Viktor Sviatski, un manipulateur dans l’ombre des Femen

La nouvelle va faire plaisir aux détracteurs, très nombreux, des Femen. Dans le documentaire L’Ukraine n’est pas un bordel, présenté ce mercredi à la Mostra de Venise, la réalisatrice australienne Kitty Green révèle qu'un homme a joué, ou joue même encore, un rôle trouble dans l'organisation du mouvement féministe.

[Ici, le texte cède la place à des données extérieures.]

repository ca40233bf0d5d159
use clap::ValueEnum;
use serde::{Deserialize, Serialize};

/// The revenue category of a household business transaction. Each category carries its own VAT
/// and PIT rates, see `tax::hkd::rates`.
#[derive(
    Debug,
    Default,
    Clone,
    Copy,
    PartialEq,
    Eq,
    PartialOrd,
    Ord,
    Hash,
    Serialize,
    Deserialize,
    ValueEnum,
)]
#[serde(rename_all = "kebab-case")]
pub enum BusinessCategory {
    /// Retail, wholesale and grocery.
    #[default]
    Distribution,
    /// Restaurants, hotels, cafes.
    LodgingAndCatering,
    /// Repairs, spa, hairdressing, laundry.
    ConsumerServices,
    /// Construction without supplying materials.
    ConstructionNoMaterials,
    /// Construction including materials.
    ConstructionWithMaterials,
    /// Renting out houses, premises, vehicles.
    AssetRental,
    /// Production, transport and goods-related services.
    ProductionTransport,
    /// Agents and brokers.
    Brokerage,
    Other,
}

serde_plain::derive_display_from_serialize!(BusinessCategory);
serde_plain::derive_fromstr_from_deserialize!(BusinessCategory);

impl BusinessCategory {
    /// Every category, in declaration order.
    pub const ALL: [BusinessCategory; 9] = [
        BusinessCategory::Distribution,
        BusinessCategory::LodgingAndCatering,
        BusinessCategory::ConsumerServices,
        BusinessCategory::ConstructionNoMaterials,
        BusinessCategory::ConstructionWithMaterials,
        BusinessCategory::AssetRental,
        BusinessCategory::ProductionTransport,
        BusinessCategory::Brokerage,
        BusinessCategory::Other,
    ];

    pub fn label(&self) -> &'static str {
        match self {
            BusinessCategory::Distribution => {
                "Phân phối, cung cấp hàng hóa (bán lẻ, bán buôn, tạp hóa)"
            }
            BusinessCategory::LodgingAndCatering => {
                "Dịch vụ lưu trú, ăn uống (nhà hàng, khách sạn, quán ăn, cafe)"
            }
            BusinessCategory::ConsumerServices => {
                "Dịch vụ khác (sửa chữa, spa, cắt tóc, giặt là, cho thuê LĐ)"
            }
            BusinessCategory::ConstructionNoMaterials => {
                "Xây dựng (không bao thầu nguyên vật liệu)"
            }
            BusinessCategory::ConstructionWithMaterials => "Xây dựng (có bao thầu nguyên vật liệu)",
            BusinessCategory::AssetRental => "Cho thuê tài sản (nhà, mặt bằng, xe, tài sản khác)",
            BusinessCategory::ProductionTransport => {
                "Sản xuất, vận tải, dịch vụ có gắn với hàng hóa"
            }
            BusinessCategory::Brokerage => "Đại lý, môi giới",
            BusinessCategory::Other => "Hoạt động kinh doanh khác",
        }
    }

    /// The broad sector a household business lands in when this is its primary category.
    pub fn sector(&self) -> BusinessSector {
        match self {
            BusinessCategory::Distribution
            | BusinessCategory::LodgingAndCatering
            | BusinessCategory::ConsumerServices => BusinessSector::RetailRestaurant,
            BusinessCategory::AssetRental
            | BusinessCategory::ConstructionNoMaterials
            | BusinessCategory::Brokerage => BusinessSector::Services,
            BusinessCategory::ProductionTransport | BusinessCategory::ConstructionWithMaterials => {
                BusinessSector::Manufacturing
            }
            BusinessCategory::Other => BusinessSector::Other,
        }
    }
}

/// The broad sector of a household business. Stored on the profile and used for the e-invoice
/// warning.
#[derive(
    Debug, Clone, Copy, PartialEq, Eq, PartialOrd, Ord, Hash, Serialize, Deserialize, ValueEnum,
)]
#[serde(rename_all = "kebab-case")]
pub enum BusinessSector {
    RetailRestaurant,
    Manufacturing,
    Services,
    Other,
}

serde_plain::derive_display_from_serialize!(BusinessSector);
serde_plain::derive_fromstr_from_deserialize!(BusinessSector);

impl BusinessSector {
    pub fn label(&self) -> &'static str {
        match self {
            BusinessSector::RetailRestaurant => "Bán lẻ, Ăn uống, Khách sạn, Dịch vụ tiêu dùng",
            BusinessSector::Manufacturing => "Sản xuất, Xây dựng, Vận tải",
            BusinessSector::Services => "Dịch vụ chuyên nghiệp, Cho thuê tài sản",
            BusinessSector::Other => "Ngành nghề khác",
        }
    }
}

/// The category of an input (expense) invoice.
#[derive(
    Debug,
    Default,
    Clone,
    Copy,
    PartialEq,
    Eq,
    PartialOrd,
    Ord,
    Hash,
    Serialize,
    Deserialize,
    ValueEnum,
)]
#[serde(rename_all = "kebab-case")]
pub enum ExpenseCategory {
    #[default]
    RawMaterials,
    ToolsAndSupplies,
    Rent,
    Staff,
    Marketing,
    OfficeSupplies,
    Utilities,
    Transportation,
    Other,
}

serde_plain::derive_display_from_serialize!(ExpenseCategory);
serde_plain::derive_fromstr_from_deserialize!(ExpenseCategory);

impl ExpenseCategory {
    pub fn label(&self) -> &'static str {
        match self {
            ExpenseCategory::RawMaterials => "Nguyên vật liệu, hàng hóa",
            ExpenseCategory::ToolsAndSupplies => "Công cụ, dụng cụ",
            ExpenseCategory::Rent => "Chi phí thuê mặt bằng",
            ExpenseCategory::Staff => "Chi phí nhân viên",
            ExpenseCategory::Marketing => "Chi phí marketing, quảng cáo",
            ExpenseCategory::OfficeSupplies => "Chi phí văn phòng phẩm",
            ExpenseCategory::Utilities => "Điện, nước, internet",
            ExpenseCategory::Transportation => "Chi phí vận chuyển, đi lại",
            ExpenseCategory::Other => "Chi phí khác",
        }
    }
}

#[cfg(test)]
mod tests {
    use super::*;

    #[test]
    fn test_category_string_forms() {
        assert_eq!(
            BusinessCategory::LodgingAndCatering.to_string(),
            "lodging-and-catering"
        );
        assert_eq!(
            "asset-rental".parse::<BusinessCategory>().unwrap(),
            BusinessCategory::AssetRental
        );
        assert!("farming".parse::<BusinessCategory>().is_err());
    }

    #[test]
    fn test_all_is_complete_and_ordered() {
        let mut sorted = BusinessCategory::ALL;
        sorted.sort();
        assert_eq!(sorted, BusinessCategory::ALL);
        assert_eq!(BusinessCategory::ALL.len(), BusinessCategory::value_variants().len());
    }

    #[test]
    fn test_sector_mapping() {
        assert_eq!(
            BusinessCategory::ConsumerServices.sector(),
            BusinessSector::RetailRestaurant
        );
        assert_eq!(
            BusinessCategory::ConstructionNoMaterials.sector(),
            BusinessSector::Services
        );
        assert_eq!(
            BusinessCategory::ConstructionWithMaterials.sector(),
            BusinessSector::Manufacturing
        );
        assert_eq!(BusinessCategory::Other.sector(), BusinessSector::Other);
    }

    #[test]
    fn test_expense_category_serde() {
        let json = serde_json::to_string(&ExpenseCategory::OfficeSupplies).unwrap();
        assert_eq!(json, "\"office-supplies\"");
        assert_eq!(ExpenseCategory::Utilities.label(), "Điện, nước, internet");
    }
}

Selon le journal britannique The Independent, qui a pu voir le film, ce Viktor Sviatski a participé à la création du mouvement. Dans le documentaire, il critique ouvertement les militantes qu'ils trouvent «faibles». «Il était vraiment horrible avec les filles. Il leur criait dessus et les traitait de putes», raconte Kitty Green. La réalisatrice a suivi les activistes pendant plus d'un an et a couvert une centaine d'actions en 2011 et 2012. Elle a elle-même été capturée en Biélorussie par les services de sécurité lors d'une de ces agitprops. 

«Combien les hommes peuvent être des bâtards»

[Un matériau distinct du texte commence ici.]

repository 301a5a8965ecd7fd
//! Request validation for the book schemas.

mod validation;
pub use validation::*;
//! Response envelopes for the books API.

use crate::model::Book;
use axum::{http::StatusCode, Json};
use serde::Serialize;

#[derive(Debug, Serialize)]
pub struct BookEnvelope {
    pub book: Book,
}

#[derive(Debug, Serialize)]
pub struct BooksEnvelope {
    pub books: Vec<Book>,
}

#[derive(Debug, Serialize)]
pub struct MessageEnvelope {
    pub message: &'static str,
}

pub fn book_created(book: Book) -> (StatusCode, Json<BookEnvelope>) {
    (StatusCode::CREATED, Json(BookEnvelope { book }))
}

pub fn book_ok(book: Book) -> (StatusCode, Json<BookEnvelope>) {
    (StatusCode::OK, Json(BookEnvelope { book }))
}

pub fn books_ok(books: Vec<Book>) -> (StatusCode, Json<BooksEnvelope>) {
    (StatusCode::OK, Json(BooksEnvelope { books }))
}

pub fn message_ok(message: &'static str) -> (StatusCode, Json<MessageEnvelope>) {
    (StatusCode::OK, Json(MessageEnvelope { message }))
}
//! SQL for the books table: fixed identifiers, values as parameters.

mod builder;
pub mod params;
pub use builder::*;
pub use params::*;
//! Common routes: health, readiness, version.

use crate::state::AppState;
use axum::{extract::State, http::StatusCode, routing::get, Json, Router};
use serde::Serialize;

#[derive(Serialize)]
struct HealthBody {
    status: &'static str,
}

#[derive(Serialize)]
struct ReadyBody {
    status: &'static str,
    database: &'static str,
}

async fn health() -> Json<HealthBody> {
    Json(HealthBody { status: "ok" })
}

async fn ready(State(state): State<AppState>) -> Result<Json<ReadyBody>, (StatusCode, Json<ReadyBody>)> {
    if let Err(e) = state.store.ping().await {
        tracing::warn!(error = %e, "readiness check failed");
        return Err((
            StatusCode::SERVICE_UNAVAILABLE,
            Json(ReadyBody {
                status: "degraded",
                database: "unavailable",
            }),
        ));
    }
    Ok(Json(ReadyBody {
        status: "ok",
        database: "ok",
    }))
}

async fn version() -> Json<serde_json::Value> {
    Json(serde_json::json!({
        "name": env!("CARGO_PKG_NAME"),
        "version": env!("CARGO_PKG_VERSION")
    }))
}

/// Common routes (no state): GET /health, GET /version.
pub fn common_routes() -> Router {
    Router::new()
        .route("/health", get(health))
        .route("/version", get(version))
}

/// Common routes plus GET /ready, which pings the store.
pub fn common_routes_with_ready(state: AppState) -> Router {
    Router::new()
        .route("/ready", get(ready))
        .with_state(state)
        .merge(common_routes())
}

Viktor Sviatski lui n'était pas totalement inconnu des médias. Il avait déjà été cité dans un article du Monde et des questions sur son rôle exact de «consultant» revenaient régulièrement. Mais, jamais, avant ce documentaire, il n'était apparu qu'il tenait une position centrale. «Une fois que j’ai été vraiment à l’intérieur, je n'ai pas pu l’ignorer : il est Femen», juge Kitty Green. Jusque-là, les Femen avaient toujours déclaré que leur mouvement avait été créé par des femmes, pour des femmes. Elles critiquaient vigoureusement les sceptiques qui estimaient que ce n'était pas possible. 

Loin de nier, ils semblent qu'elles aient décider d'assumer cet état de fait. Elles sont ainsi venues à la présentation du film. Viktor Sviatski «nous a donné la possibilité de comprendre ce que fait le système patriarcal : les femmes sont esclaves du sexe, la violence est exercée contre elles dans les foyers. Il nous a fait comprendre aussi combien les hommes peuvent être des bâtards», se défend la désormais leader de l'organisation Inna Shevchenko. 

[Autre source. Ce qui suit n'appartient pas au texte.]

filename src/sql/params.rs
//! Typed bind values for the books statements.

use sqlx::postgres::{PgArguments, Postgres};
use sqlx::query::QueryAs;

/// A value bound to a PostgreSQL placeholder. Columns are either TEXT or INTEGER.
#[derive(Clone, Debug, PartialEq, Eq)]
pub enum BindValue {
    Text(String),
    Int(i32),
}

/// Bind `params` to `query` in placeholder order.
pub fn bind_all<'q, O>(
    mut query: QueryAs<'q, Postgres, O, PgArguments>,
    params: &'q [BindValue],
) -> QueryAs<'q, Postgres, O, PgArguments> {
    for p in params {
        query = match p {
            BindValue::Text(s) => query.bind(s.as_str()),
            BindValue::Int(n) => query.bind(*n),
        };
    }
    query
}
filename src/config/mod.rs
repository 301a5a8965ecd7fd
pub mod settings;

pub use settings::*;
//! Shared application state for all routes.

use crate::store::BookStore;
use std::sync::Arc;

#[derive(Clone)]
pub struct AppState {
    pub store: Arc<dyn BookStore>,
}

impl AppState {
    pub fn new(store: impl BookStore + 'static) -> Self {
        AppState {
            store: Arc::new(store),
        }
    }
}
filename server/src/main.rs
//! Bookstore server: resolves settings from the environment, prepares the database, serves the books API.
//!
//! Run from repo root: `cargo run -p bookstore-server`

use bookstore::{app, apply_migrations, ensure_database_exists, AppState, PgBookStore, Settings};
use tokio::net::TcpListener;

#[tokio::main]
async fn main() -> Result<(), Box<dyn std::error::Error>> {
    dotenvy::dotenv().ok();
    tracing_subscriber::fmt()
        .with_env_filter(
            tracing_subscriber::EnvFilter::try_from_default_env()
                .unwrap_or_else(|_| tracing_subscriber::EnvFilter::new("bookstore=info,tower_http=info")),
        )
        .init();

    let settings = Settings::from_env()?;
    let database_url = settings.database_url();
    tracing::info!(mode = ?settings.run_mode, database = settings.run_mode.database_name(), "starting");

    ensure_database_exists(&database_url).await?;
    let pool = sqlx::postgres::PgPoolOptions::new()
        .max_connections(settings.max_connections)
        .connect(&database_url)
        .await?;
    apply_migrations(&pool).await?;

    let state = AppState::new(PgBookStore::new(pool.clone()));
    let router = app(state, settings.body_limit);

    let listener = TcpListener::bind(settings.bind_addr).await?;
    tracing::info!("listening on http://{}", listener.local_addr()?);
    axum::serve(listener, router)
        .with_graceful_shutdown(shutdown_signal())
        .await?;

    pool.close().await;
    tracing::info!("shut down");
    Ok(())
}

async fn shutdown_signal() {
    if let Err(e) = tokio::signal::ctrl_c().await {
        tracing::error!(error = %e, "failed to listen for shutdown signal");
        std::future::pending::<()>().await;
    }
}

La militante a admis qu'elles avaient dû se défaire de «l’emprise» de cet homme, officiellement sorti du mouvement depuis. Une emprise telle qu’une d'entre elles parle de «syndrome de Stockholm», rapporte The Independent.  A Libération, Inna Shevchenko précise que «Viktor Sviatski n'a pas fondé Femen, c'était un ami d'Anna Hutsol [la fondatrice, ndlr] mais c'est vrai : il est entré dans le mouvement et a commencé à prendre de plus en plus de place». «Nous venons d'Ukraine, un pays très patriarcal, nous ne savions pas comment lui résister, nous n'avions jamais appris.» Selon elle, cette présence est l'une des raisons qui l'a poussée à quitter Kyiv. «Depuis que je suis à Paris, j'ai pu construire le vrai Femen, c'est devenue une organisation internationale, et Sviatski n'a aucune influence sur toutes les actions que nous avons faites», se défend-elle.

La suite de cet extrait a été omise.